Des gens regardent des véhicules incendiés par des séparatistes baloutches après que ces derniers ont bloqué une autoroute à Musakhail, un district du sud-ouest du Pakistan, le 26 août 2024. [AP Photo/Rahmat Khan]

Selon l'organe de presse de l'armée, 14 membres des forces de sécurité ont été tués, notamment dans deux attentats suicides à Bela, et plus d’une vingtaine d'insurgés ont trouvé la mort dans leurs contre-attaques.

Le Front de libération du Baloutchistan (BPLF), qui lutte pour la sécession du Baloutchistan du Pakistan, a revendiqué les attentats du 26 août. Dans un message diffusé sur les réseaux sociaux par la brigade Fidayeen Majeed du BPLF, il est affirmé que l'un des attentats suicides de Bela a été perpétré par une étudiante de 23 ans de la faculté de droit de Turbat, Mahel Baloch. La brigade Fidayeen Majeed vise exclusivement à organiser des attentats suicides contre les forces de sécurité pakistanaises et le personnel chinois travaillant sur des projets liés au corridor économique Chine-Pakistan.

Les insurgés séparatistes baloutches s'en prennent depuis longtemps et de manière sanglante aux travailleurs pendjabis et pachtounes, qu'ils qualifient d'«étrangers». Pour ne citer que deux atrocités récentes : le 9 avril, des insurgés ont intercepté un bus sur la route N-40 Quetta-Taftan, identifié et fait débarquer neuf passagers pendjabis qui voyageaient avec des visas pour l'Iran, puis les ont abattus ; en mai, sept Pendjabis qui travaillaient dans des salons de coiffure à Gwadar ont été tués en pleine nuit alors qu'ils dormaient.

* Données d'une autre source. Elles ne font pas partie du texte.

/*
 * @Author       : 老董
 * @Date         : 2026-02-10
 * @Description  : Var - 智能变量句柄，支持算子重载和链式调用
 *
 * 取反/减法/除法没有独立的反向规则，全部由 Add/Mul/Pow 组合派生：
 *   -a    = a * (-1)
 *   a - b = a + (-b)
 *   a / b = a * b^(-1)
 * 这一组合式定义保证派生算子的梯度自动正确，属于设计要求，不得特化。
 */

use super::NodeId;
use super::graph::{Graph, GraphError, GraphInner};
use rand::Rng;
use rand::rngs::StdRng;
use std::cell::RefCell;
use std::ops::{Add, Div, Mul, Neg, Sub};
use std::rc::Rc;

// ==================== Init 枚举 ====================

/// 参数初始化策略
#[derive(Debug, Clone)]
pub enum Init {
    /// 常数初始化
    Constant(f64),
    /// 全零
    Zeros,
    /// 均匀分布 [low, high]（使用 Graph 的 RNG）
    Uniform { low: f64, high: f64 },
}

impl Init {
    /// 采样初始值（使用全局 thread_rng，非确定性）
    pub fn generate(&self) -> f64 {
        match self {
            Self::Constant(v) => *v,
            Self::Zeros => 0.0,
            Self::Uniform { low, high } => rand::thread_rng().gen_range(*low..=*high),
        }
    }

    /// 采样初始值（使用指定的 RNG）
    pub fn generate_with_rng(&self, rng: &mut StdRng) -> f64 {
        match self {
            Self::Constant(v) => *v,
            Self::Zeros => 0.0,
            Self::Uniform { low, high } => rng.gen_range(*low..=*high),
        }
    }
}

// ==================== Var 结构 ====================

/// 智能变量句柄 - 携带图引用，支持算子重载和链式调用
///
/// # 设计原则
/// - 持有 `Rc<RefCell<GraphInner>>` 引用，实现算子重载
/// - Clone 语义（非 Copy），开销极低（Rc clone）
///
/// # 使用示例
/// ```ignore
/// let graph = Graph::new_with_seed(42);
/// let a = graph.input(-4.0)?;
/// let c = (1.0 + &a * 5.0).relu();   // 算子重载 + 链式调用
/// let loss = c.backward()?;          // 直接在 Var 上调用
/// ```
#[derive(Clone)]
pub struct Var {
    /// 节点 ID
    id: NodeId,
    /// 图引用（用户不可见）
    graph: Rc<RefCell<GraphInner>>,
}

impl std::fmt::Debug for Var {
    fn fmt(&self, f: &mut std::fmt::Formatter<'_>) -> std::fmt::Result {
        f.debug_struct("Var").field("id", &self.id).finish()
    }
}

impl Var {
    /// 创建新的 Var（内部使用）
    pub(crate) const fn new(id: NodeId, graph: Rc<RefCell<GraphInner>>) -> Self {
        Self { id, graph }
    }

    /// 获取节点 ID
    pub const fn node_id(&self) -> NodeId {
        self.id
    }

    /// 获取内部图引用（供 trait 和内部模块使用）
    pub(crate) const fn graph(&self) -> &Rc<RefCell<GraphInner>> {
        &self.graph
    }

    /// 检查两个 Var 是否来自同一个 Graph
    pub fn same_graph(&self, other: &Self) -> bool {
        Rc::ptr_eq(&self.graph, &other.graph)
    }

    /// 获取 Var 所属的 Graph 句柄
    ///
    /// 即使原始 Graph 句柄已 drop，此方法仍返回有效的 Graph，
    /// 因为 Var 持有 `GraphInner` 的强引用（Rc）。
    pub fn get_graph(&self) -> Graph {
        Graph::from_rc(Rc::clone(&self.graph))
    }

    // ==================== 值/梯度访问 ====================

    /// 获取节点的当前值
    pub fn value(&self) -> Result<f64, GraphError> {
        self.graph.borrow().get_node_value(self.id)
    }

    /// 获取节点当前累加的梯度
    pub fn grad(&self) -> Result<f64, GraphError> {
        self.graph.borrow().get_node_grad(self.id)
    }

    /// 设置节点的值（优化器更新参数用）
    ///
    /// 改写叶子的值会使此前基于旧值计算出的下游节点值失效；
    /// 调用方应在每个训练步用当前参数重新构建表达式。
    pub fn set_value(&self, value: f64) -> Result<(), GraphError> {
        self.graph.borrow_mut().set_node_value(self.id, value)
    }

    /// 清零本节点的梯度
    pub fn zero_grad(&self) -> Result<(), GraphError> {
        self.graph.borrow_mut().clear_node_grad(self.id)
    }

    // ==================== 执行 ====================

    /// 构建（并缓存）以本节点为根的拓扑序
    pub fn forward(&self) -> Result<(), GraphError> {
        self.graph.borrow_mut().forward(self.id)
    }

    /// 反向传播，返回本节点的标量值
    ///
    /// 拓扑序未缓存时自动先构建。
    pub fn backward(&self) -> Result<f64, GraphError> {
        self.graph.borrow_mut().backward(self.id)
    }

    /// 反向传播，强制重新线性化后执行
    pub fn backward_rebuild(&self) -> Result<f64, GraphError> {
        self.graph.borrow_mut().backward_ex(self.id, true)
    }

    // ==================== 安全运算（返回 Result）====================

    /// 安全的加法（返回 Result）
    pub fn try_add(&self, other: &Self) -> Result<Self, GraphError> {
        if !self.same_graph(other) {
            return Err(GraphError::InvalidOperation(
                "不能对来自不同 Graph 的 Var 进行加法".to_string(),
            ));
        }
        let id = self.graph.borrow_mut().new_add_node(self.id, other.id, None)?;
        Ok(Self::new(id, Rc::clone(&self.graph)))
    }

    /// 安全的乘法（返回 Result）
    pub fn try_mul(&self, other: &Self) -> Result<Self, GraphError> {
        if !self.same_graph(other) {
            return Err(GraphError::InvalidOperation(
                "不能对来自不同 Graph 的 Var 进行乘法".to_string(),
            ));
        }
        let id = self
            .graph
            .borrow_mut()
            .new_multiply_node(self.id, other.id, None)?;
        Ok(Self::new(id, Rc::clone(&self.graph)))
    }

    /// 整数幂：self ^ exponent
    ///
    /// 指数为 0 时返回 `UnsupportedOperation`。
    pub fn pow(&self, exponent: i32) -> Result<Self, GraphError> {
        let id = self.graph.borrow_mut().new_pow_node(self.id, exponent, None)?;
        Ok(Self::new(id, Rc::clone(&self.graph)))
    }

    /// 安全的取反：-a = a * (-1)
    pub fn try_neg(&self) -> Result<Self, GraphError> {
        let id = {
            let mut g = self.graph.borrow_mut();
            let neg_one = g.new_input_node(-1.0, None)?;
            g.new_multiply_node(self.id, neg_one, None)?
        };
        Ok(Self::new(id, Rc::clone(&self.graph)))
    }

    /// 安全的减法：a - b = a + (-b)
    pub fn try_sub(&self, other: &Self) -> Result<Self, GraphError> {
        if !self.same_graph(other) {
            return Err(GraphError::InvalidOperation(
                "不能对来自不同 Graph 的 Var 进行减法".to_string(),
            ));
        }
        let neg_other = other.try_neg()?;
        self.try_add(&neg_other)
    }

    /// 安全的除法：a / b = a * b^(-1)
    pub fn try_div(&self, other: &Self) -> Result<Self, GraphError> {
        if !self.same_graph(other) {
            return Err(GraphError::InvalidOperation(
                "不能对来自不同 Graph 的 Var 进行除法".to_string(),
            ));
        }
        let reciprocal = other.pow(-1)?;
        self.try_mul(&reciprocal)
    }

    /// 把 f64 标量包装成本图中的新输入叶子（算子重载的标量互操作用）
    fn lift_scalar(&self, value: f64) -> Result<Self, GraphError> {
        let id = self.graph.borrow_mut().new_input_node(value, None)?;
        Ok(Self::new(id, Rc::clone(&self.graph)))
    }

    // ==================== 调试 ====================

    /// 以文本树形式渲染以本节点为根的表达式
    pub fn tree_lines(&self, sep: &str) -> Result<Vec<String>, GraphError> {
        self.graph.borrow().tree_lines(self.id, sep)
    }

    /// 打印表达式树
    pub fn print_tree(&self) -> Result<(), GraphError> {
        println!("{}", self.tree_lines("|--- ")?.join("\n"));
        Ok(())
    }
}

// ==================== 算子重载 ====================

// Add for &Var
impl Add for &Var {
    type Output = Var;

    fn add(self, other: &Var) -> Var {
        self.try_add(other).expect("Var 加法失败")
    }
}

// Add for Var (consumes self)
impl Add for Var {
    type Output = Self;

    fn add(self, other: Self) -> Self {
        &self + &other
    }
}

// Add<Var> for &Var
impl Add<Var> for &Var {
    type Output = Var;

    fn add(self, other: Var) -> Var {
        self + &other
    }
}

// Add<&Var> for Var
impl Add<&Self> for Var {
    type Output = Self;

    fn add(self, other: &Self) -> Self {
        &self + other
    }
}

// Sub for &Var（实现为 self + (-1 * other)）
impl Sub for &Var {
    type Output = Var;

    fn sub(self, other: &Var) -> Var {
        self.try_sub(other).expect("Var 减法失败")
    }
}

// Sub for Var
impl Sub for Var {
    type Output = Self;

    fn sub(self, other: Self) -> Self {
        &self - &other
    }
}

// Sub<Var> for &Var
impl Sub<Var> for &Var {
    type Output = Var;

    fn sub(self, other: Var) -> Var {
        self - &other
    }
}

// Sub<&Var> for Var
impl Sub<&Self> for Var {
    type Output = Self;

    fn sub(self, other: &Self) -> Self {
        &self - other
    }
}

// Mul for &Var
impl Mul for &Var {
    type Output = Var;

    fn mul(self, other: &Var) -> Var {
        self.try_mul(other).expect("Var 乘法失败")
    }
}

// Mul for Var
impl Mul for Var {
    type Output = Self;

    fn mul(self, other: Self) -> Self {
        &self * &other
    }
}

// Mul<Var> for &Var
impl Mul<Var> for &Var {
    type Output = Var;

    fn mul(self, other: Var) -> Var {
        self * &other
    }
}

// Mul<&Var> for Var
impl Mul<&Self> for Var {
    type Output = Self;

    fn mul(self, other: &Self) -> Self {
        &self * other
    }
}

// Div for &Var（实现为 self * other^(-1)）
impl Div for &Var {
    type Output = Var;

    fn div(self, other: &Var) -> Var {
        self.try_div(other).expect("Var 除法失败")
    }
}

// Div for Var
impl Div for Var {
    type Output = Self;

    fn div(self, other: Self) -> Self {
        &self / &other
    }
}

// Div<Var> for &Var
impl Div<Var> for &Var {
    type Output = Var;

    fn div(self, other: Var) -> Var {
        self / &other
    }
}

// Div<&Var> for Var
impl Div<&Self> for Var {
    type Output = Self;

    fn div(self, other: &Self) -> Self {
        &self / other
    }
}

// Neg for &Var（实现为 self * -1）
impl Neg for &Var {
    type Output = Var;

    fn neg(self) -> Var {
        self.try_neg().expect("Var 取反失败")
    }
}

// Neg for Var
impl Neg for Var {
    type Output = Self;

    fn neg(self) -> Self {
        -&self
    }
}

// ==================== f64 标量互操作 ====================
// op(Var, f64) / op(f64, Var)：标量先被包装成新的输入叶子，再委托 Var–Var 形式

impl Add<f64> for &Var {
    type Output = Var;

    fn add(self, other: f64) -> Var {
        let rhs = self.lift_scalar(other).expect("包装标量失败");
        self + &rhs
    }
}

impl Add<f64> for Var {
    type Output = Self;

    fn add(self, other: f64) -> Self {
        &self + other
    }
}

impl Add<&Var> for f64 {
    type Output = Var;

    fn add(self, other: &Var) -> Var {
        let lhs = other.lift_scalar(self).expect("包装标量失败");
        &lhs + other
    }
}

impl Add<Var> for f64 {
    type Output = Var;

    fn add(self, other: Var) -> Var {
        self + &other
    }
}

impl Sub<f64> for &Var {
    type Output = Var;

    fn sub(self, other: f64) -> Var {
        let rhs = self.lift_scalar(other).expect("包装标量失败");
        self - &rhs
    }
}

impl Sub<f64> for Var {
    type Output = Self;

    fn sub(self, other: f64) -> Self {
        &self - other
    }
}

impl Sub<&Var> for f64 {
    type Output = Var;

    fn sub(self, other: &Var) -> Var {
        let lhs = other.lift_scalar(self).expect("包装标量失败");
        &lhs - other
    }
}

impl Sub<Var> for f64 {
    type Output = Var;

    fn sub(self, other: Var) -> Var {
        self - &other
    }
}

impl Mul<f64> for &Var {
    type Output = Var;

    fn mul(self, other: f64) -> Var {
        let rhs = self.lift_scalar(other).expect("包装标量失败");
        self * &rhs
    }
}

impl Mul<f64> for Var {
    type Output = Self;

    fn mul(self, other: f64) -> Self {
        &self * other
    }
}

impl Mul<&Var> for f64 {
    type Output = Var;

    fn mul(self, other: &Var) -> Var {
        let lhs = other.lift_scalar(self).expect("包装标量失败");
        &lhs * other
    }
}

impl Mul<Var> for f64 {
    type Output = Var;

    fn mul(self, other: Var) -> Var {
        self * &other
    }
}

impl Div<f64> for &Var {
    type Output = Var;

    fn div(self, other: f64) -> Var {
        let rhs = self.lift_scalar(other).expect("包装标量失败");
        self / &rhs
    }
}

impl Div<f64> for Var {
    type Output = Self;

    fn div(self, other: f64) -> Self {
        &self / other
    }
}

impl Div<&Var> for f64 {
    type Output = Var;

    fn div(self, other: &Var) -> Var {
        let lhs = other.lift_scalar(self).expect("包装标量失败");
        &lhs / other
    }
}

impl Div<Var> for f64 {
    type Output = Var;

    fn div(self, other: Var) -> Var {
        self / &other
    }
}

Le BPLF est le plus grand et le plus important d'une série de groupes d'insurgés baloutches, dont certains sont également alignés sur des groupes similaires dans le sud-est de l'Iran, majoritairement baloutche. Il s'agit notamment de l'Armée nationale du Baloutchistan (ANB), elle-même issue de la fusion de l'Armée unie de Baloutchistan (ABU) et de l'Armée de la République du Baloutchistan (ARB).

Pendant la majeure partie des deux dernières décennies, le Baloutchistan a été essentiellement soumis à une occupation militaire pakistanaise.

Incapables d'apporter une réponse progressiste aux aspirations démocratiques et sociales de la population, les gouvernements successifs d'Islamabad et l'armée ont réagi à la montée de l'opposition dans la province la plus pauvre du Pakistan par une répression brutale, notamment des disparitions forcées, des tortures et des exécutions extrajudiciaires.

Le mépris et la brutalité avec lesquels Islamabad traite les griefs légitimes de la population ont alimenté la croissance de nombreux groupes nationalistes baloutches et une insurrection exclusiviste qui a donné lieu à des atrocités de part et d'autre.

L'insurrection actuelle et le programme exclusiviste et pro-impérialiste du BPLF

L'insurrection actuelle a éclaté en 2004 sous le règne du dictateur soutenu par les États-Unis, le général Musharraf, dont le gouvernement jouait un rôle central pour faciliter la guerre néocoloniale de l'impérialisme américain en Afghanistan. Elle s'est intensifiée après que l'armée a tué Nawab Akbar Bugti, un chef tribal et ancien ministre en chef et gouverneur du Baloutchistan, en 2006. Bugti avait pris les armes contre l'État pakistanais après que celui-ci eut rejeté son plan de 2005 visant à accorder une plus grande autonomie à la province et à instaurer un moratoire sur la construction de nouvelles bases militaires.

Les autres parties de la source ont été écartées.